Several residents who clashed with members of the Lakeland Board of Education during a budget meeting at Lakeland High School Feb. 10 were escorted out by police after refusing to follow repeated requests to calm down.
The situation got so out of hand that the board walked off stage for a necessary break in the action and interim Superintendent of Schools Dr. Karen Gagliardi needed to be shielded by police at the end of the tense encounter.
In addition, Lillis said Dr. Tracy Norman, Acting Assistant Superintendent for Instruction, who is Black, was called “Uncle Tom,” at the end of the meeting, and Gagliardi was called a “n***** lover.” Gagliardi also reportedly had to call police as she was being followed home by someone.
The Yorktown Democratic Committee (YDC) has postponed its regular monthly meeting to urge members to turn out at the Lakeland meeting Feb. 17 at 7 p.m.

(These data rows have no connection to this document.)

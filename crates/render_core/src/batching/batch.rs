//! Dynamic and static batch containers

use super::{BatchKey, BufferHandle, InstanceData};
use crate::foundation::math::Mat4;
use crate::resources::{Material, Mesh};
use crate::spatial::AABB;
use std::sync::Arc;

/// Instances of one mesh sharing one [`BatchKey`]
///
/// Instance lists are cleared every frame while the batch itself, and its
/// GPU buffer, are kept. The buffer is only rewritten when this frame's
/// instances differ from the last upload.
#[derive(Debug)]
pub struct RenderBatch {
    key: BatchKey,
    mesh: Arc<Mesh>,
    instances: Vec<InstanceData>,
    uploaded: Vec<InstanceData>,
    dirty: bool,
    pub(crate) buffer: Option<BufferHandle>,
    pub(crate) buffer_capacity: usize,
}

impl RenderBatch {
    /// Create an empty batch
    pub fn new(key: BatchKey, mesh: Arc<Mesh>) -> Self {
        Self {
            key,
            mesh,
            instances: Vec::new(),
            uploaded: Vec::new(),
            dirty: true,
            buffer: None,
            buffer_capacity: 0,
        }
    }

    /// Append one instance
    pub fn push(&mut self, instance: InstanceData) {
        if self.uploaded.get(self.instances.len()) != Some(&instance) {
            self.dirty = true;
        }
        self.instances.push(instance);
    }

    /// Drop this frame's instances, keeping allocations
    pub fn clear(&mut self) {
        self.instances.clear();
    }

    /// State key shared by all instances
    pub fn key(&self) -> &BatchKey {
        &self.key
    }

    /// Mesh drawn by this batch
    pub fn mesh(&self) -> &Arc<Mesh> {
        &self.mesh
    }

    /// Instances submitted this frame
    pub fn instances(&self) -> &[InstanceData] {
        &self.instances
    }

    /// Number of instances submitted this frame
    pub fn len(&self) -> usize {
        self.instances.len()
    }

    /// Check if nothing was submitted this frame
    pub fn is_empty(&self) -> bool {
        self.instances.is_empty()
    }

    /// Whether the GPU copy is out of date
    pub fn needs_upload(&self) -> bool {
        self.buffer.is_none() || self.dirty || self.instances.len() != self.uploaded.len()
    }

    pub(crate) fn mark_uploaded(&mut self) {
        self.uploaded.clone_from(&self.instances);
        self.dirty = false;
    }

    pub(crate) fn invalidate_upload(&mut self) {
        self.uploaded.clear();
        self.dirty = true;
    }
}

/// Pre-merged geometry drawn with one material across many frames
#[derive(Debug, Clone)]
pub struct StaticBatch {
    /// Merged mesh in batch-local space
    pub mesh: Mesh,
    /// Material used for the whole batch
    pub material: Material,
    /// State key of `material`
    pub key: BatchKey,
    /// Batch-to-world transform
    pub transform: Mat4,
    /// Hidden batches keep their GPU data but are not drawn
    pub visible: bool,
    pub(crate) gpu_mesh: Option<BufferHandle>,
}

impl StaticBatch {
    pub(crate) fn new(mesh: Mesh, material: Material) -> Self {
        Self {
            key: BatchKey::from_material(&material),
            mesh,
            material,
            transform: Mat4::identity(),
            visible: true,
            gpu_mesh: None,
        }
    }

    /// World-space bounds
    pub fn world_bounds(&self) -> AABB {
        self.mesh.bounds.transform(&self.transform)
    }

    /// Whether the merged mesh has been uploaded
    pub fn is_uploaded(&self) -> bool {
        self.gpu_mesh.is_some()
    }
}

#[cfg(test)]
mod tests {
    use super::*;
    use crate::foundation::math::Vec4;
    use crate::resources::test_support::strip_mesh;

    #[test]
    fn test_unchanged_frame_needs_no_upload() {
        let key = BatchKey::default();
        let mut batch = RenderBatch::new(key, Arc::new(strip_mesh(1, 3)));
        let instance = InstanceData::new(&Mat4::identity(), Vec4::repeat(1.0), 4);
        batch.push(instance);
        batch.buffer = Some(BufferHandle(1));
        assert!(batch.needs_upload());
        batch.mark_uploaded();

        batch.clear();
        batch.push(instance);
        assert!(!batch.needs_upload());

        batch.clear();
        batch.push(InstanceData::new(&Mat4::identity(), Vec4::repeat(0.5), 4));
        assert!(batch.needs_upload());
    }

    #[test]
    fn test_fewer_instances_needs_upload() {
        let mut batch = RenderBatch::new(BatchKey::default(), Arc::new(strip_mesh(1, 3)));
        let instance = InstanceData::new(&Mat4::identity(), Vec4::repeat(1.0), 0);
        batch.push(instance);
        batch.push(instance);
        batch.buffer = Some(BufferHandle(1));
        batch.mark_uploaded();
        batch.clear();
        batch.push(instance);
        assert!(batch.needs_upload());
    }
}
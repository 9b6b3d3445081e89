//! Per-instance GPU data

use crate::foundation::math::{utils, Mat4, Vec4};

/// Instance data structure for GPU upload
///
/// Layout matches the per-instance vertex attributes: two column-major 4x4
/// matrices, a tint and the object id, 160 bytes in total.
#[repr(C)]
#[derive(Debug, Clone, Copy, PartialEq, bytemuck::Pod, bytemuck::Zeroable)]
pub struct InstanceData {
    /// Model transformation matrix (4x4)
    pub model_matrix: [[f32; 4]; 4],
    /// Normal transformation matrix (3x3, padded to 4x4 for alignment)
    pub normal_matrix: [[f32; 4]; 4],
    /// Tint color
    pub color: [f32; 4],
    /// Object id for picking and debugging
    pub object_id: u32,
    /// Padding for proper alignment
    pub _padding: [u32; 3],
}

impl InstanceData {
    /// Build instance data from a model matrix
    pub fn new(model: &Mat4, color: Vec4, object_id: u32) -> Self {
        Self {
            model_matrix: (*model).into(),
            normal_matrix: Self::calculate_normal_matrix(model),
            color: color.into(),
            object_id,
            _padding: [0; 3],
        }
    }

    /// `transpose(inverse(mat3(model)))` padded to 4x4
    pub fn calculate_normal_matrix(model: &Mat4) -> [[f32; 4]; 4] {
        let normal = utils::normal_matrix(model);
        let mut padded = [[0.0; 4]; 4];
        for (col, column) in padded.iter_mut().enumerate().take(3) {
            for (row, value) in column.iter_mut().enumerate().take(3) {
                *value = normal[(row, col)];
            }
        }
        padded[3][3] = 1.0;
        padded
    }

    /// The model matrix as a nalgebra matrix
    pub fn model(&self) -> Mat4 {
        Mat4::from(self.model_matrix)
    }
}

#[cfg(test)]
mod tests {
    use super::*;
    use crate::foundation::math::Vec3;
    use approx::assert_relative_eq;

    #[test]
    fn test_layout_size() {
        assert_eq!(std::mem::size_of::<InstanceData>(), 160);
        let instance = InstanceData::new(&Mat4::identity(), Vec4::new(1.0, 0.5, 0.25, 1.0), 9);
        assert_eq!(bytemuck::bytes_of(&instance).len(), 160);
    }

    #[test]
    fn test_normal_matrix_of_non_uniform_scale() {
        let model = Mat4::new_nonuniform_scaling(&Vec3::new(2.0, 1.0, 1.0));
        let instance = InstanceData::new(&model, Vec4::repeat(1.0), 0);
        // Column-major: [column][row]
        assert_relative_eq!(instance.normal_matrix[0][0], 0.5);
        assert_relative_eq!(instance.normal_matrix[1][1], 1.0);
        assert_relative_eq!(instance.normal_matrix[3][3], 1.0);
        assert_relative_eq!(instance.model(), model);
    }
}
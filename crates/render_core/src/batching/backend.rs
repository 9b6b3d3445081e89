//! Backend abstraction for issuing batched draws
//!
//! The batching system decides what to draw and in which order; a
//! [`DrawBackend`] owns the graphics API and turns those decisions into GPU
//! work. [`HeadlessBackend`] records everything instead, for tests and tools.

use super::{BatchKey, InstanceData};
use crate::foundation::math::Mat4;
use crate::resources::{Mesh, MeshId};

/// Result type for backend operations
pub type BackendResult<T> = Result<T, BackendError>;

/// Errors a backend reports back to batching
#[derive(Debug, Clone, PartialEq, Eq, thiserror::Error)]
pub enum BackendError {
    /// GPU buffer could not be created
    #[error("Buffer creation failed: {0}")]
    BufferCreation(String),

    /// Data could not be written to a buffer
    #[error("Buffer upload failed: {0}")]
    Upload(String),

    /// Persistent mapping was requested but refused
    #[error("Persistent mapping failed: {0}")]
    Mapping(String),

    /// Draw submission failed
    #[error("Draw failed: {0}")]
    Draw(String),
}

/// Hardware features relevant to batching, probed once at initialization
#[derive(Debug, Clone, Copy, PartialEq, Eq)]
pub struct RenderCapabilities {
    /// Per-instance vertex attributes with a divisor
    pub instancing: bool,
    /// Indirect draw commands read from a buffer
    pub indirect_draw: bool,
    /// Buffers that stay mapped across frames
    pub persistent_mapping: bool,
    /// Largest instance count accepted by one draw
    pub max_instances_per_draw: u32,
}

impl RenderCapabilities {
    /// Capabilities of a device without instancing
    pub fn minimal() -> Self {
        Self {
            instancing: false,
            indirect_draw: false,
            persistent_mapping: false,
            max_instances_per_draw: 1,
        }
    }
}

impl Default for RenderCapabilities {
    fn default() -> Self {
        Self {
            instancing: true,
            indirect_draw: true,
            persistent_mapping: true,
            max_instances_per_draw: 65_536,
        }
    }
}

/// Opaque handle of a GPU buffer owned by batching
#[derive(Debug, Clone, Copy, PartialEq, Eq, Hash, PartialOrd, Ord)]
pub struct BufferHandle(pub u32);

/// Indirect draw arguments
///
/// Matches the layout of `VkDrawIndexedIndirectCommand`.
#[repr(C)]
#[derive(Debug, Clone, Copy, PartialEq, Eq, Default, bytemuck::Pod, bytemuck::Zeroable)]
pub struct IndirectDrawCommand {
    /// Number of indices to draw
    pub index_count: u32,
    /// Number of instances to draw
    pub instance_count: u32,
    /// First index in the index buffer
    pub first_index: u32,
    /// Value added to each index
    pub vertex_offset: i32,
    /// First instance in the instance buffer
    pub first_instance: u32,
}

/// Graphics backend consumed by [`BatchingSystem`](super::BatchingSystem)
pub trait DrawBackend {
    /// Report hardware features
    fn capabilities(&self) -> RenderCapabilities;

    /// Create a buffer for `capacity` instances
    ///
    /// With `persistent` the buffer stays mapped; backends that cannot do so
    /// return [`BackendError::Mapping`].
    fn create_instance_buffer(&mut self, capacity: usize, persistent: bool) -> BackendResult<BufferHandle>;

    /// Replace the contents of an instance buffer
    ///
    /// Non-persistent buffers are orphaned before the write.
    fn upload_instances(&mut self, buffer: BufferHandle, instances: &[u8]) -> BackendResult<()>;

    /// Upload vertex and index data of a merged mesh
    fn upload_mesh(&mut self, mesh: &Mesh) -> BackendResult<BufferHandle>;

    /// Free a buffer created by this backend
    fn release_buffer(&mut self, buffer: BufferHandle);

    /// Set the camera for the following draws
    fn set_view_projection(&mut self, view_projection: &Mat4);

    /// Bind the pipeline state of a batch
    fn bind_state(&mut self, key: &BatchKey);

    /// Draw `count` instances starting at `first_instance` of an instance buffer
    fn draw_instanced(&mut self, mesh: &Mesh, instances: BufferHandle, first_instance: u32, count: u32) -> BackendResult<()>;

    /// Draw instances described by an indirect command
    fn draw_indirect(&mut self, mesh: &Mesh, instances: BufferHandle, command: &IndirectDrawCommand) -> BackendResult<()>;

    /// Draw one instance with per-draw uniforms
    fn draw_single(&mut self, mesh: &Mesh, instance: &InstanceData) -> BackendResult<()>;

    /// Draw an uploaded static mesh
    fn draw_static(&mut self, mesh: BufferHandle, index_count: u32, transform: &Mat4) -> BackendResult<()>;
}

/// One draw recorded by [`HeadlessBackend`]
#[derive(Debug, Clone, PartialEq)]
pub enum RecordedDraw {
    /// Instanced draw
    Instanced {
        /// Mesh drawn
        mesh: MeshId,
        /// Instance buffer
        buffer: BufferHandle,
        /// First instance
        first_instance: u32,
        /// Instance count
        count: u32,
    },
    /// Indirect draw
    Indirect {
        /// Mesh drawn
        mesh: MeshId,
        /// Draw arguments
        command: IndirectDrawCommand,
    },
    /// Single-instance draw
    Single {
        /// Mesh drawn
        mesh: MeshId,
        /// Object id of the instance
        object_id: u32,
    },
    /// Static batch draw
    Static {
        /// Uploaded mesh buffer
        buffer: BufferHandle,
        /// Index count
        index_count: u32,
    },
}

/// Backend that records calls instead of talking to a GPU
#[derive(Debug, Default)]
pub struct HeadlessBackend {
    capabilities: RenderCapabilities,
    refuse_persistent_mapping: bool,
    next_buffer: u32,
    live_buffers: std::collections::HashSet<BufferHandle>,
    /// Every draw in submission order
    pub draws: Vec<RecordedDraw>,
    /// Every state bind in submission order
    pub binds: Vec<BatchKey>,
    /// Instance buffer uploads
    pub instance_uploads: usize,
    /// Mesh uploads
    pub mesh_uploads: usize,
    /// Buffers released
    pub released: Vec<BufferHandle>,
}

impl HeadlessBackend {
    /// Backend reporting full capabilities
    pub fn new() -> Self {
        Self::default()
    }

    /// Backend reporting the given capabilities
    pub fn with_capabilities(capabilities: RenderCapabilities) -> Self {
        Self {
            capabilities,
            ..Self::default()
        }
    }

    /// Advertise persistent mapping but fail every attempt to use it
    #[must_use]
    pub fn refusing_persistent_mapping(mut self) -> Self {
        self.refuse_persistent_mapping = true;
        self
    }

    /// Number of recorded draws
    pub fn draw_count(&self) -> usize {
        self.draws.len()
    }

    /// Number of buffers created and not yet released
    pub fn live_buffer_count(&self) -> usize {
        self.live_buffers.len()
    }

    /// Forget recorded draws and binds, keeping buffers
    pub fn clear_frame(&mut self) {
        self.draws.clear();
        self.binds.clear();
        self.instance_uploads = 0;
        self.mesh_uploads = 0;
    }

    fn allocate(&mut self) -> BufferHandle {
        self.next_buffer += 1;
        let handle = BufferHandle(self.next_buffer);
        self.live_buffers.insert(handle);
        handle
    }

    fn check_live(&self, buffer: BufferHandle) -> BackendResult<()> {
        if self.live_buffers.contains(&buffer) {
            Ok(())
        } else {
            Err(BackendError::Draw(format!("unknown buffer {:?}", buffer)))
        }
    }
}

impl DrawBackend for HeadlessBackend {
    fn capabilities(&self) -> RenderCapabilities {
        self.capabilities
    }

    fn create_instance_buffer(&mut self, capacity: usize, persistent: bool) -> BackendResult<BufferHandle> {
        if persistent && (self.refuse_persistent_mapping || !self.capabilities.persistent_mapping) {
            return Err(BackendError::Mapping(format!("cannot map {} instances persistently", capacity)));
        }
        Ok(self.allocate())
    }

    fn upload_instances(&mut self, buffer: BufferHandle, instances: &[u8]) -> BackendResult<()> {
        self.check_live(buffer)
            .map_err(|_| BackendError::Upload(format!("{} bytes to unknown buffer", instances.len())))?;
        self.instance_uploads += 1;
        Ok(())
    }

    fn upload_mesh(&mut self, _mesh: &Mesh) -> BackendResult<BufferHandle> {
        self.mesh_uploads += 1;
        Ok(self.allocate())
    }

    fn release_buffer(&mut self, buffer: BufferHandle) {
        if self.live_buffers.remove(&buffer) {
            self.released.push(buffer);
        }
    }

    fn set_view_projection(&mut self, _view_projection: &Mat4) {}

    fn bind_state(&mut self, key: &BatchKey) {
        self.binds.push(*key);
    }

    fn draw_instanced(&mut self, mesh: &Mesh, instances: BufferHandle, first_instance: u32, count: u32) -> BackendResult<()> {
        self.check_live(instances)?;
        self.draws.push(RecordedDraw::Instanced {
            mesh: mesh.id,
            buffer: instances,
            first_instance,
            count,
        });
        Ok(())
    }

    fn draw_indirect(&mut self, mesh: &Mesh, instances: BufferHandle, command: &IndirectDrawCommand) -> BackendResult<()> {
        self.check_live(instances)?;
        self.draws.push(RecordedDraw::Indirect {
            mesh: mesh.id,
            command: *command,
        });
        Ok(())
    }

    fn draw_single(&mut self, mesh: &Mesh, instance: &InstanceData) -> BackendResult<()> {
        self.draws.push(RecordedDraw::Single {
            mesh: mesh.id,
            object_id: instance.object_id,
        });
        Ok(())
    }

    fn draw_static(&mut self, mesh: BufferHandle, index_count: u32, _transform: &Mat4) -> BackendResult<()> {
        self.check_live(mesh)?;
        self.draws.push(RecordedDraw::Static {
            buffer: mesh,
            index_count,
        });
        Ok(())
    }
}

“The outrageous actions of a small group of protestors threatened not just the civility of the BOE meeting but turned very ugly when racial and ethnic epithets were hurled at interim Superintendent of Schools Dr. Karen Gagliardi and a local parent,” said YDC Co-Chair Marni Rabin-Marron.
One speaker lambasted the board last week over the continuing mask mandate for students, while Heather Conway of Cortlandt alleged there was an influx of “illegal” students that was becoming a costly burden for taxpayers. Civility deteriorated further after Paul Edwards, who noted he had three children who were educated in the district, advocated for an instructional program of diversity.
“The YDC welcomes an informed discussion around the role of diversity, equity and inclusion in our local school systems, which could lead to a consensus around priorities that advance the needs of our schools and enrich our entire community,” stated YDC Co-Chair Mark Lieberman. “But that didn’t happen, and we must stand united against the kind of hatred, ignorance, and bigotry that was on display last week.”
Congressman Jamaal Bowman (NY-16), a former educator and middle school principal who resides in Yonkers, stated he also plans to be in attendance.
“The public display of hateful and racist rhetoric during last week’s board meeting is a reminder of how racism and hate continue to threaten our democracy, and we must come together to uproot it and show that we refuse to regress as a society,” he stated.
“As not only a former teacher and principal with over 20 years of experience but a Black father to three children, it pains me to see a situation like this, especially in our schools – a place that is supposed to serve as a safe haven for our kids. The pain that the victims of this vile hatred experienced and the loss of safety and respect is troubling. We are supposed to be protecting, loving, and most importantly educating our kids. But when division is sown and hate is spewed, the people who end up losing the most are our kids. We must be united in our love and commitment to our children and their education.”
Neither Norman nor Gagliardi could be reached for comment, but Board of Education President Adam Kaufman said earlier this week no changes were planned to the current format for public speaking.
“We believe strongly in supporting community members who wish to address the board during the public comment session. We will continue to support speakers by removing disruptive audience members and reminding the community at large to be respectful to their neighbors, administrators, and board members. We have security and local law enforcement present at all meetings and will continue to work together to ensure that everyone feels safe to share their concerns and opinions at our meetings,” Kaufman stated.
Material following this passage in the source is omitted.